- Records to process -
// Copyright (c) 2025 Fabstir
// SPDX-License-Identifier: BUSL-1.1
//! Score aggregation tests

use imgscan::{aggregate_score, exceeds_threshold, Detection, Label, NSFW_THRESHOLD};

fn det(label: &str, score: f32) -> Detection {
    Detection::new(label.parse::<Label>().unwrap(), score)
}

#[test]
fn test_two_halves_combine_to_threshold() {
    let score = aggregate_score(&[
        det("FEMALE_BREAST_EXPOSED", 0.5),
        det("ANUS_EXPOSED", 0.5),
    ]);
    assert_eq!(score, 1.0 - (1.0 - 0.5) * (1.0 - 0.5));
    assert_eq!(score, 0.75);
    assert!(exceeds_threshold(score));
}

#[test]
fn test_non_exposed_class_contributes_nothing() {
    assert_eq!(aggregate_score(&[det("FACE_FEMALE", 0.99)]), 0.0);
    assert_eq!(
        aggregate_score(&[
            det("FACE_FEMALE", 0.99),
            det("FEMALE_BREAST_COVERED", 0.99),
            det("BUTTOCKS_EXPOSED", 0.3),
        ]),
        f64::from(0.3f32)
    );
}

#[test]
fn test_threshold_is_inclusive() {
    assert_eq!(NSFW_THRESHOLD, 0.75);
    assert!(exceeds_threshold(0.75));
    assert!(!exceeds_threshold(0.7499));
    assert!(!exceeds_threshold(0.749_999_999));
}

#[test]
fn test_order_does_not_matter() {
    let forward = [
        det("BUTTOCKS_EXPOSED", 0.2),
        det("MALE_GENITALIA_EXPOSED", 0.35),
        det("FEMALE_GENITALIA_EXPOSED", 0.6),
    ];
    let mut reversed = forward.clone();
    reversed.reverse();

    let a = aggregate_score(&forward);
    let b = aggregate_score(&reversed);
    assert!((a - b).abs() < 1e-12);
}

#[test]
fn test_all_exposed_classes_count() {
    for name in [
        "BUTTOCKS_EXPOSED",
        "FEMALE_BREAST_EXPOSED",
        "FEMALE_GENITALIA_EXPOSED",
        "ANUS_EXPOSED",
        "MALE_GENITALIA_EXPOSED",
    ] {
        assert_eq!(aggregate_score(&[det(name, 0.5)]), 0.5, "{}", name);
    }
}
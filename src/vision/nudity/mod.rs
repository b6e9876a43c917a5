// Copyright (c) 2025 Fabstir
// SPDX-License-Identifier: BUSL-1.1
//! NudeNet integration for body-part detection
//!
//! Components:
//! - `labels` - The 18 NudeNet classes
//! - `preprocessing` - Square padding and tensor conversion
//! - `detector` - ONNX inference, box decoding and NMS

pub mod detector;
pub mod labels;
pub mod preprocessing;

pub use detector::{BoundingBox, Detection, NudeDetector};
pub use labels::Label;
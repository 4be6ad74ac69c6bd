//! Test database helper utilities
//!
//! Database tests run against `TEST_DATABASE_URL` and are skipped when it is unset.

use std::sync::Once;
use sqlx::PgPool;

static INIT: Once = Once::new();

pub struct TestDatabase {
    pub pool: PgPool,
}

impl TestDatabase {
    /// Connect and migrate, or `None` when no test database is configured
    pub async fn connect() -> Option<Self> {
        INIT.call_once(|| {
            let _ = tracing_subscriber::fmt::try_init();
        });

        let url = std::env::var("TEST_DATABASE_URL").ok()?;
        let pool = PgPool::connect(&url).await.expect("Failed to connect to test database");
        astroclub::database::run_migrations(&pool)
            .await
            .expect("Failed to run migrations");

        let db = Self { pool };
        db.cleanup().await.expect("Failed to clean test database");
        Some(db)
    }

    /// Clean all test data from the database
    pub async fn cleanup(&self) -> Result<(), sqlx::Error> {
        // Delete in reverse order of dependencies
        sqlx::query("DELETE FROM event_participants").execute(&self.pool).await?;
        sqlx::query("DELETE FROM event_telescopes").execute(&self.pool).await?;
        sqlx::query("DELETE FROM event_team_members").execute(&self.pool).await?;
        sqlx::query("DELETE FROM event_celestial_objects").execute(&self.pool).await?;
        sqlx::query("DELETE FROM events").execute(&self.pool).await?;

        Ok(())
    }
}
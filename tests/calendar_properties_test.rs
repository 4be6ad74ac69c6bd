//! Property tests for moon phase estimation, filtering and day grouping

mod helpers;

use chrono::{Duration, NaiveDate};
use proptest::prelude::*;
use helpers::*;
use astroclub::calendar::{
    events_for_day, filter_events, group_by_day, moon_phase, FilterCriteria, MoonPhase,
};
use astroclub::models::{CalendarEvent, EventType};

fn circular_distance(a: f64, b: f64) -> f64 {
    let d = (a - b).abs();
    d.min(1.0 - d)
}

fn any_date() -> impl Strategy<Value = NaiveDate> {
    // 1800-01-01 to roughly 2200
    (0i64..146_000).prop_map(|offset| date(1800, 1, 1) + Duration::days(offset))
}

fn any_event() -> impl Strategy<Value = CalendarEvent> {
    (
        1i64..1000,
        0usize..EventType::ALL.len(),
        0i64..(60 * 24 * 60),
        prop::option::of(0i64..(60 * 24 * 5)),
        prop::collection::vec(prop::sample::select(vec!["dob-8", "refractor-102", "sct-11"]), 0..3),
        prop::collection::vec(prop::sample::select(vec!["amina", "yacine", "lina"]), 0..3),
        prop::collection::vec(prop::sample::select(vec!["moon", "saturn", "m31"]), 0..3),
    )
        .prop_map(|(id, kind, start_offset, duration, telescopes, members, objects)| {
            let start = at(2024, 7, 1, 0, 0) + Duration::minutes(start_offset);
            let mut builder = EventBuilder::new(id, "generated", start).kind(EventType::ALL[kind]);
            if let Some(minutes) = duration {
                builder = builder.until(start + Duration::minutes(minutes));
            }
            for t in telescopes {
                builder = builder.telescope(t, t);
            }
            for m in members {
                builder = builder.member(m, m);
            }
            for o in objects {
                builder = builder.object(o, o);
            }
            builder.build()
        })
}

fn any_criteria() -> impl Strategy<Value = FilterCriteria> {
    (
        prop::collection::vec(prop::sample::select(EventType::ALL.to_vec()), 0..3),
        prop::collection::vec(prop::sample::select(vec!["dob-8", "refractor-102"]), 0..2),
        prop::collection::vec(prop::sample::select(vec!["amina", "lina"]), 0..2),
        prop::collection::vec(prop::sample::select(vec!["saturn", "m31"]), 0..2),
    )
        .prop_map(|(event_types, telescopes, members, objects)| FilterCriteria {
            event_types,
            telescopes: telescopes.into_iter().map(String::from).collect(),
            team_members: members.into_iter().map(String::from).collect(),
            celestial_objects: objects.into_iter().map(String::from).collect(),
        })
}

proptest! {
    #[test]
    fn phase_is_in_unit_interval(day in any_date()) {
        let phase = moon_phase(day);
        prop_assert!((0.0..1.0).contains(&phase), "phase {} out of range", phase);
    }

    #[test]
    fn phase_repeats_after_a_synodic_month(day in any_date()) {
        let phase = moon_phase(day);
        // whole-day steps bracket the 29.53 day period
        prop_assert!(circular_distance(phase, moon_phase(day + Duration::days(29))) < 0.02);
        prop_assert!(circular_distance(phase, moon_phase(day + Duration::days(30))) < 0.02);
    }

    #[test]
    fn empty_criteria_is_identity(events in prop::collection::vec(any_event(), 0..20)) {
        prop_assert_eq!(filter_events(&events, &FilterCriteria::default()), events);
    }

    #[test]
    fn filtering_is_idempotent(
        events in prop::collection::vec(any_event(), 0..20),
        criteria in any_criteria(),
    ) {
        let once = filter_events(&events, &criteria);
        let twice = filter_events(&once, &criteria);
        prop_assert_eq!(once, twice);
    }

    #[test]
    fn match_requires_every_restricted_category(event in any_event(), criteria in any_criteria()) {
        let by_type = FilterCriteria { event_types: criteria.event_types.clone(), ..Default::default() };
        let by_telescope = FilterCriteria { telescopes: criteria.telescopes.clone(), ..Default::default() };
        let by_member = FilterCriteria { team_members: criteria.team_members.clone(), ..Default::default() };
        let by_object = FilterCriteria { celestial_objects: criteria.celestial_objects.clone(), ..Default::default() };

        let expected = by_type.matches(&event)
            && by_telescope.matches(&event)
            && by_member.matches(&event)
            && by_object.matches(&event);
        prop_assert_eq!(criteria.matches(&event), expected);
    }

    #[test]
    fn grouping_agrees_with_day_lookup(events in prop::collection::vec(any_event(), 0..20)) {
        let from = date(2024, 7, 1);
        let to = date(2024, 9, 10);
        let buckets = group_by_day(&events, from, to);

        for day in from.iter_days().take_while(|d| *d <= to) {
            let expected: Vec<i64> = events_for_day(&events, day).iter().map(|e| e.id).collect();
            let grouped: Vec<i64> = buckets
                .get(&day)
                .map(|bucket| bucket.iter().map(|e| e.id).collect())
                .unwrap_or_default();
            prop_assert_eq!(grouped, expected);
        }
    }
}

#[test]
fn reference_new_moon_is_near_zero() {
    let phase = moon_phase(date(2000, 1, 6));
    assert!(circular_distance(phase, 0.0) <= 0.03);
}

#[test]
fn full_moon_is_half_a_cycle_after_new_moon() {
    // 2000-01-06 + 15 days, closest whole day to 14.77
    let phase = moon_phase(date(2000, 1, 21));
    assert!((phase - 0.5).abs() <= 0.03);
    assert_eq!(MoonPhase::from_phase(phase), MoonPhase::Full);
}

#[test]
fn overnight_event_spans_its_days_only() {
    let events = vec![EventBuilder::new(1, "e1", at(2024, 8, 1, 22, 0))
        .until(at(2024, 8, 2, 2, 0))
        .build()];

    assert_eq!(events_for_day(&events, date(2024, 8, 1)).len(), 1);
    assert!(events_for_day(&events, date(2024, 8, 3)).is_empty());
}

#[test]
fn multi_day_event_appears_in_every_bucket() {
    let events = vec![EventBuilder::new(1, "Star party", at(2024, 8, 5, 0, 0))
        .until(at(2024, 8, 8, 23, 0))
        .all_day()
        .build()];
    let buckets = group_by_day(&events, date(2024, 8, 1), date(2024, 8, 31));

    let days: Vec<NaiveDate> = buckets.keys().copied().collect();
    assert_eq!(days, vec![date(2024, 8, 5), date(2024, 8, 6), date(2024, 8, 7), date(2024, 8, 8)]);
}

#[test]
fn empty_input_yields_empty_output() {
    assert!(filter_events(&[], &FilterCriteria::default()).is_empty());
    assert!(group_by_day(&[], date(2024, 8, 1), date(2024, 8, 31)).is_empty());
}
//! Time labels and status badges for calendar entries

use chrono::{DateTime, Duration, Utc};
use serde::Serialize;
use crate::config::CalendarConfig;
use crate::models::CalendarEvent;
use crate::utils::errors::{AstroClubError, Result};

#[derive(Debug, Clone, Copy, PartialEq, Eq, Serialize)]
pub enum EventStatus {
    /// Happening right now
    Now,
    /// Starts within the "soon" window
    Soon,
}

impl EventStatus {
    pub fn label(&self) -> &'static str {
        match self {
            EventStatus::Now => "Now",
            EventStatus::Soon => "Soon",
        }
    }
}

#[derive(Debug, Clone, Copy)]
pub struct LabelRules {
    pub all_day_threshold: Duration,
    pub default_duration: Duration,
    pub soon_threshold: Duration,
}

impl Default for LabelRules {
    fn default() -> Self {
        Self {
            all_day_threshold: Duration::hours(24),
            default_duration: Duration::minutes(60),
            soon_threshold: Duration::hours(24),
        }
    }
}

impl TryFrom<&CalendarConfig> for LabelRules {
    type Error = AstroClubError;

    fn try_from(config: &CalendarConfig) -> Result<Self> {
        let hours = |value: i64, name: &str| {
            Duration::try_hours(value)
                .ok_or_else(|| AstroClubError::Config(format!("{name} is out of range: {value} hours")))
        };

        Ok(Self {
            all_day_threshold: hours(config.all_day_threshold_hours, "All day threshold")?,
            default_duration: Duration::try_minutes(config.default_event_minutes).ok_or_else(|| {
                AstroClubError::Config(format!(
                    "Default event duration is out of range: {} minutes",
                    config.default_event_minutes
                ))
            })?,
            soon_threshold: hours(config.soon_threshold_hours, "Soon threshold")?,
        })
    }
}

impl LabelRules {
    pub fn is_all_day(&self, event: &CalendarEvent) -> bool {
        event.is_all_day
            || event
                .end
                .is_some_and(|end| end - event.start >= self.all_day_threshold)
    }

    /// "All day" or the start time, e.g. `9:00 PM`
    pub fn time_label(&self, event: &CalendarEvent) -> String {
        if self.is_all_day(event) {
            "All day".to_string()
        } else {
            event.start.format("%-I:%M %p").to_string()
        }
    }

    pub fn status_badge(&self, event: &CalendarEvent, now: DateTime<Utc>) -> Option<EventStatus> {
        let end = event.span_end_or(self.default_duration);
        if now > end {
            return None;
        }
        if now >= event.start {
            return Some(EventStatus::Now);
        }
        (event.start - now < self.soon_threshold).then_some(EventStatus::Soon)
    }
}

pub fn time_label(event: &CalendarEvent) -> String {
    LabelRules::default().time_label(event)
}

pub fn status_badge(event: &CalendarEvent, now: DateTime<Utc>) -> Option<EventStatus> {
    LabelRules::default().status_badge(event, now)
}
//! Calendar event filtering
//!
//! Criteria combine with AND across categories and OR within a category. An
//! empty category places no restriction on the events.

use serde::{Deserialize, Serialize};
use crate::models::{CalendarEvent, EventRef, EventType};

/// Filter categories offered by the calendar filter panel
#[derive(Debug, Clone, Copy, PartialEq, Eq, Hash)]
pub enum FilterCategory {
    EventType,
    Telescope,
    TeamMember,
    CelestialObject,
}

/// A single selectable value in one of the filter categories
#[derive(Debug, Clone, PartialEq, Eq)]
pub enum FilterSelection {
    EventType(EventType),
    Telescope(String),
    TeamMember(String),
    CelestialObject(String),
}

impl FilterSelection {
    pub fn category(&self) -> FilterCategory {
        match self {
            FilterSelection::EventType(_) => FilterCategory::EventType,
            FilterSelection::Telescope(_) => FilterCategory::Telescope,
            FilterSelection::TeamMember(_) => FilterCategory::TeamMember,
            FilterSelection::CelestialObject(_) => FilterCategory::CelestialObject,
        }
    }
}

#[derive(Debug, Clone, Default, PartialEq, Eq, Serialize, Deserialize)]
#[serde(default)]
pub struct FilterCriteria {
    pub event_types: Vec<EventType>,
    pub telescopes: Vec<String>,
    pub team_members: Vec<String>,
    pub celestial_objects: Vec<String>,
}

fn any_selected(refs: &[EventRef], selected: &[String]) -> bool {
    selected.is_empty() || refs.iter().any(|r| selected.contains(&r.id))
}

fn toggle_value<T: PartialEq>(values: &mut Vec<T>, value: T) {
    if let Some(pos) = values.iter().position(|v| *v == value) {
        values.remove(pos);
    } else {
        values.push(value);
    }
}

impl FilterCriteria {
    pub fn new() -> Self {
        Self::default()
    }

    /// Whether the event satisfies every non-empty category
    pub fn matches(&self, event: &CalendarEvent) -> bool {
        (self.event_types.is_empty() || self.event_types.contains(&event.event_type))
            && any_selected(&event.telescopes, &self.telescopes)
            && any_selected(&event.team_members, &self.team_members)
            && any_selected(&event.celestial_objects, &self.celestial_objects)
    }

    /// Matching events in their original order
    pub fn apply(&self, events: &[CalendarEvent]) -> Vec<CalendarEvent> {
        events.iter().filter(|event| self.matches(event)).cloned().collect()
    }

    /// Select the value if absent, deselect it otherwise
    pub fn toggle(&mut self, selection: FilterSelection) {
        match selection {
            FilterSelection::EventType(kind) => toggle_value(&mut self.event_types, kind),
            FilterSelection::Telescope(id) => toggle_value(&mut self.telescopes, id),
            FilterSelection::TeamMember(id) => toggle_value(&mut self.team_members, id),
            FilterSelection::CelestialObject(id) => toggle_value(&mut self.celestial_objects, id),
        }
    }

    pub fn is_selected(&self, selection: &FilterSelection) -> bool {
        match selection {
            FilterSelection::EventType(kind) => self.event_types.contains(kind),
            FilterSelection::Telescope(id) => self.telescopes.contains(id),
            FilterSelection::TeamMember(id) => self.team_members.contains(id),
            FilterSelection::CelestialObject(id) => self.celestial_objects.contains(id),
        }
    }

    pub fn clear(&mut self, category: FilterCategory) {
        match category {
            FilterCategory::EventType => self.event_types.clear(),
            FilterCategory::Telescope => self.telescopes.clear(),
            FilterCategory::TeamMember => self.team_members.clear(),
            FilterCategory::CelestialObject => self.celestial_objects.clear(),
        }
    }

    pub fn clear_all(&mut self) {
        *self = Self::default();
    }

    pub fn is_active(&self) -> bool {
        self.active_count() > 0
    }

    /// Number of selected values across all categories
    pub fn active_count(&self) -> usize {
        self.event_types.len()
            + self.telescopes.len()
            + self.team_members.len()
            + self.celestial_objects.len()
    }
}

/// Events matching all non-empty categories of `criteria`
pub fn filter_events(events: &[CalendarEvent], criteria: &FilterCriteria) -> Vec<CalendarEvent> {
    criteria.apply(events)
}
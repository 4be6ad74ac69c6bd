//! Calendar core
//!
//! Moon phase estimation, event filtering, per-day grouping and the labels
//! shown in the club's month view. Everything here is pure and synchronous.

pub mod display;
pub mod filter;
pub mod grid;
pub mod moon;

pub use display::{EventStatus, LabelRules, status_badge, time_label};
pub use filter::{FilterCategory, FilterCriteria, FilterSelection, filter_events};
pub use grid::{DayCell, GridOptions, MonthGrid, events_for_day, events_in_month, group_by_day, month_days};
pub use moon::{CalendarDate, MoonInfo, MoonPhase, julian_day_number, moon_info, moon_phase};
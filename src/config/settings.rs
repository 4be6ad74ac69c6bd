//! Application settings management
//!
//! This module defines the configuration structure and provides methods
//! for loading settings from TOML files and environment variables.

use chrono::Weekday;
use serde::{Deserialize, Serialize};

/// Main application configuration structure
#[derive(Debug, Clone, Deserialize, Serialize)]
pub struct Settings {
    pub database: DatabaseConfig,
    #[serde(default)]
    pub calendar: CalendarConfig,
    pub logging: LoggingConfig,
}

/// Database configuration
#[derive(Debug, Clone, Deserialize, Serialize)]
pub struct DatabaseConfig {
    pub url: String,
    pub max_connections: u32,
    pub min_connections: u32,
    #[serde(default = "default_acquire_timeout")]
    pub acquire_timeout_seconds: u64,
}

/// Calendar rendering configuration
#[derive(Debug, Clone, Deserialize, Serialize)]
#[serde(default)]
pub struct CalendarConfig {
    /// Events shown in a day cell before the "+N more" badge
    pub max_events_per_day: usize,
    pub week_starts_on: String,
    /// Upcoming events inside this window get the "Soon" badge
    pub soon_threshold_hours: i64,
    /// Assumed duration of events stored without an end
    pub default_event_minutes: i64,
    pub all_day_threshold_hours: i64,
}

/// Logging configuration
#[derive(Debug, Clone, Deserialize, Serialize)]
pub struct LoggingConfig {
    pub level: String,
    /// Directory for the daily rolling log file; stdout only when unset
    pub directory: Option<String>,
    #[serde(default = "default_log_file_name")]
    pub file_name: String,
    #[serde(default)]
    pub json: bool,
}

fn default_acquire_timeout() -> u64 {
    30
}

fn default_log_file_name() -> String {
    "astroclub.log".to_string()
}

impl Settings {
    /// Load settings from configuration file and environment variables
    pub fn new() -> Result<Self, config::ConfigError> {
        Self::from_file("config")
    }

    /// Load settings from the named file (extension optional) layered under the environment
    pub fn from_file(name: &str) -> Result<Self, config::ConfigError> {
        let defaults = Settings::default();
        let settings = config::Config::builder()
            .set_default("database.url", defaults.database.url)?
            .set_default("database.max_connections", i64::from(defaults.database.max_connections))?
            .set_default("database.min_connections", i64::from(defaults.database.min_connections))?
            .set_default("logging.level", defaults.logging.level)?
            .add_source(config::File::with_name(name).required(false))
            .add_source(
                config::Environment::with_prefix("ASTROCLUB")
                    .prefix_separator("_")
                    .separator("__")
                    .try_parsing(true),
            )
            .build()?;

        settings.try_deserialize()
    }

    /// Validate configuration settings
    pub fn validate(&self) -> Result<(), crate::utils::errors::AstroClubError> {
        super::validation::validate_settings(self)
    }
}

impl CalendarConfig {
    /// First day of the calendar week, Monday when the setting is unrecognised
    pub fn week_start(&self) -> Weekday {
        self.week_starts_on.parse().unwrap_or(Weekday::Mon)
    }
}

impl Default for CalendarConfig {
    fn default() -> Self {
        Self {
            max_events_per_day: 3,
            week_starts_on: "monday".to_string(),
            soon_threshold_hours: 24,
            default_event_minutes: 60,
            all_day_threshold_hours: 24,
        }
    }
}

impl Default for Settings {
    fn default() -> Self {
        Self {
            database: DatabaseConfig {
                url: "postgresql://localhost/astroclub".to_string(),
                max_connections: 10,
                min_connections: 1,
                acquire_timeout_seconds: default_acquire_timeout(),
            },
            calendar: CalendarConfig::default(),
            logging: LoggingConfig {
                level: "info".to_string(),
                directory: None,
                file_name: default_log_file_name(),
                json: false,
            },
        }
    }
}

- Task objective -
Could you state how many lines in the entries contain the word "values"? Reply with nothing but the number.

- Answer space -
5